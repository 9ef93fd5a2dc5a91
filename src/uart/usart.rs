//! AVR USART (`UBRRnH/L`, `UCSRnA/B`, `UDRn`).
//!
//! Register handles and bit positions are supplied by the caller, so the same
//! driver runs on every register layout; see [`crate::board`] for the maps of
//! common parts.

use super::baud::BaudSetting;
use crate::common::{reg::Register, uart::*};

/// Register handles of one USART.
#[derive(Clone, Copy, Debug)]
pub struct UsartRegisters<R> {
    pub ubrrh: R,
    pub ubrrl: R,
    /// Control/status A: transmit-complete and data-register-empty flags,
    /// double-speed bit.
    pub ucsra: R,
    /// Control/status B: receiver, transmitter and receive-interrupt enables.
    pub ucsrb: R,
    pub udr: R,
}

/// Bit positions inside `UCSRnA` / `UCSRnB`.
#[derive(Clone, Copy, Debug, PartialEq, Eq)]
pub struct UsartBits {
    pub rxen: u8,
    pub txen: u8,
    pub rxcie: u8,
    pub udre: u8,
    pub u2x: u8,
    pub txc: u8,
}

pub struct Usart<R> {
    regs: UsartRegisters<R>,
    bits: UsartBits,
    // TXC stays clear until a first byte goes out
    written: bool,
}

impl<R: Register> Usart<R> {
    pub const fn new(regs: UsartRegisters<R>, bits: UsartBits) -> Self {
        Self {
            regs,
            bits,
            written: false,
        }
    }

    pub fn registers(&self) -> &UsartRegisters<R> {
        &self.regs
    }

    pub fn bits(&self) -> &UsartBits {
        &self.bits
    }

    fn set_baud(&mut self, setting: BaudSetting) {
        self.regs
            .ucsra
            .modify_bit(self.bits.u2x, setting.double_speed);
        self.regs.ubrrh.write(setting.high());
        self.regs.ubrrl.write(setting.low());
    }
}

impl<R: Register + Clone> Steal for Usart<R> {
    unsafe fn steal(&self) -> Self {
        Self {
            regs: self.regs.clone(),
            bits: self.bits,
            written: false,
        }
    }
}

// Implement Peripheral -------------------------------------------------------

impl<R: Register> UartPeriph for Usart<R> {
    fn enable(&mut self, config: &Config) {
        let setting = BaudSetting::new(config.clock.raw(), config.baudrate);
        log::debug!(
            "usart: ubrr {} double speed {}",
            setting.ubrr,
            setting.double_speed
        );
        self.set_baud(setting);

        let ucsrb = &self.regs.ucsrb;
        ucsrb.set_bit(self.bits.rxen);
        ucsrb.set_bit(self.bits.txen);
        ucsrb.set_bit(self.bits.rxcie);
    }

    fn disable(&mut self) {
        let ucsrb = &self.regs.ucsrb;
        ucsrb.clear_bit(self.bits.rxen);
        ucsrb.clear_bit(self.bits.txen);
        ucsrb.clear_bit(self.bits.rxcie);
    }

    #[inline]
    fn write(&mut self, word: u8) -> nb::Result<(), Infallible> {
        if self.is_tx_empty() {
            self.regs.udr.write(word);
            // TXC is cleared by writing a one. Done after loading UDR, so the
            // flag can only come back once this byte is out.
            self.regs.ucsra.set_bit(self.bits.txc);
            self.written = true;
            Ok(())
        } else {
            Err(nb::Error::WouldBlock)
        }
    }

    #[inline]
    fn is_tx_empty(&self) -> bool {
        self.regs.ucsra.bit_is_set(self.bits.udre)
    }

    #[inline]
    fn is_tx_complete(&self) -> bool {
        !self.written || self.regs.ucsra.bit_is_set(self.bits.txc)
    }

    #[inline]
    fn read(&mut self) -> u8 {
        self.regs.udr.read()
    }
}
pub mod baud;
pub(crate) mod usart;

pub use crate::common::uart::*;
pub use baud::BaudSetting;
pub use usart::{Usart, UsartBits, UsartRegisters};
pub use crate::curfuel::SampleSource as _;
pub use crate::print::SerialWriteExt as _;
pub use crate::reg::Register as _;
pub use crate::time::ExtU32 as _fugit_ExtU32;
pub use crate::time::RateExtU32 as _fugit_RateExtU32;
pub use crate::time::Uptime as _;
pub use crate::uart::{Steal as _, UartPeriph as _};
pub use embedded_hal::delay::DelayNs as _;
pub use embedded_io::Write as _embedded_io_Write;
------------------------
* _YOUR GOAL_: All of the entries above need to be printed again exactly.

* _TASK RESULT_:
repository 9ef93fd5a2dc5a91
filename src/uart/usart.rs
//! AVR USART (`UBRRnH/L`, `UCSRnA/B`, `UDRn`).
//!
//! Register handles and bit positions are supplied by the caller, so the same
//! driver runs on every register layout; see [`crate::board`] for the maps of
//! common parts.

use super::baud::BaudSetting;
use crate::common::{reg::Register, uart::*};

/// Register handles of one USART.
#[derive(Clone, Copy, Debug)]
pub struct UsartRegisters<R> {
    pub ubrrh: R,
    pub ubrrl: R,
    /// Control/status A: transmit-complete and data-register-empty flags,
    /// double-speed bit.
    pub ucsra: R,
    /// Control/status B: receiver, transmitter and receive-interrupt enables.
    pub ucsrb: R,
    pub udr: R,
}

/// Bit positions inside `UCSRnA` / `UCSRnB`.
#[derive(Clone, Copy, Debug, PartialEq, Eq)]
pub struct UsartBits {
    pub rxen: u8,
    pub txen: u8,
    pub rxcie: u8,
    pub udre: u8,
    pub u2x: u8,
    pub txc: u8,
}

pub struct Usart<R> {
    regs: UsartRegisters<R>,
    bits: UsartBits,
    // TXC stays clear until a first byte goes out
    written: bool,
}

impl<R: Register> Usart<R> {
    pub const fn new(regs: UsartRegisters<R>, bits: UsartBits) -> Self {
        Self {
            regs,
            bits,
            written: false,
        }
    }

    pub fn registers(&self) -> &UsartRegisters<R> {
        &self.regs
    }

    pub fn bits(&self) -> &UsartBits {
        &self.bits
    }

    fn set_baud(&mut self, setting: BaudSetting) {
        self.regs
            .ucsra
            .modify_bit(self.bits.u2x, setting.double_speed);
        self.regs.ubrrh.write(setting.high());
        self.regs.ubrrl.write(setting.low());
    }
}

impl<R: Register + Clone> Steal for Usart<R> {
    unsafe fn steal(&self) -> Self {
        Self {
            regs: self.regs.clone(),
            bits: self.bits,
            written: false,
        }
    }
}

// Implement Peripheral -------------------------------------------------------

impl<R: Register> UartPeriph for Usart<R> {
    fn enable(&mut self, config: &Config) {
        let setting = BaudSetting::new(config.clock.raw(), config.baudrate);
        log::debug!(
            "usart: ubrr {} double speed {}",
            setting.ubrr,
            setting.double_speed
        );
        self.set_baud(setting);

        let ucsrb = &self.regs.ucsrb;
        ucsrb.set_bit(self.bits.rxen);
        ucsrb.set_bit(self.bits.txen);
        ucsrb.set_bit(self.bits.rxcie);
    }

    fn disable(&mut self) {
        let ucsrb = &self.regs.ucsrb;
        ucsrb.clear_bit(self.bits.rxen);
        ucsrb.clear_bit(self.bits.txen);
        ucsrb.clear_bit(self.bits.rxcie);
    }

    #[inline]
    fn write(&mut self, word: u8) -> nb::Result<(), Infallible> {
        if self.is_tx_empty() {
            self.regs.udr.write(word);
            // TXC is cleared by writing a one. Done after loading UDR, so the
            // flag can only come back once this byte is out.
            self.regs.ucsra.set_bit(self.bits.txc);
            self.written = true;
            Ok(())
        } else {
            Err(nb::Error::WouldBlock)
        }
    }

    #[inline]
    fn is_tx_empty(&self) -> bool {
        self.regs.ucsra.bit_is_set(self.bits.udre)
    }

    #[inline]
    fn is_tx_complete(&self) -> bool {
        !self.written || self.regs.ucsra.bit_is_set(self.bits.txc)
    }

    #[inline]
    fn read(&mut self) -> u8 {
        self.regs.udr.read()
    }
}
pub mod baud;
pub(crate) mod usart;

pub use crate::common::uart::*;
pub use baud::BaudSetting;
pub use usart::{Usart, UsartBits, UsartRegisters};
pub use crate::curfuel::SampleSource as _;
pub use crate::print::SerialWriteExt as _;
pub use crate::reg::Register as _;
pub use crate::time::ExtU32 as _fugit_ExtU32;
pub use crate::time::RateExtU32 as _fugit_RateExtU32;
pub use crate::time::Uptime as _;
pub use crate::uart::{Steal as _, UartPeriph as _};
pub use embedded_hal::delay::DelayNs as _;
pub use embedded_io::Write as _embedded_io_Write;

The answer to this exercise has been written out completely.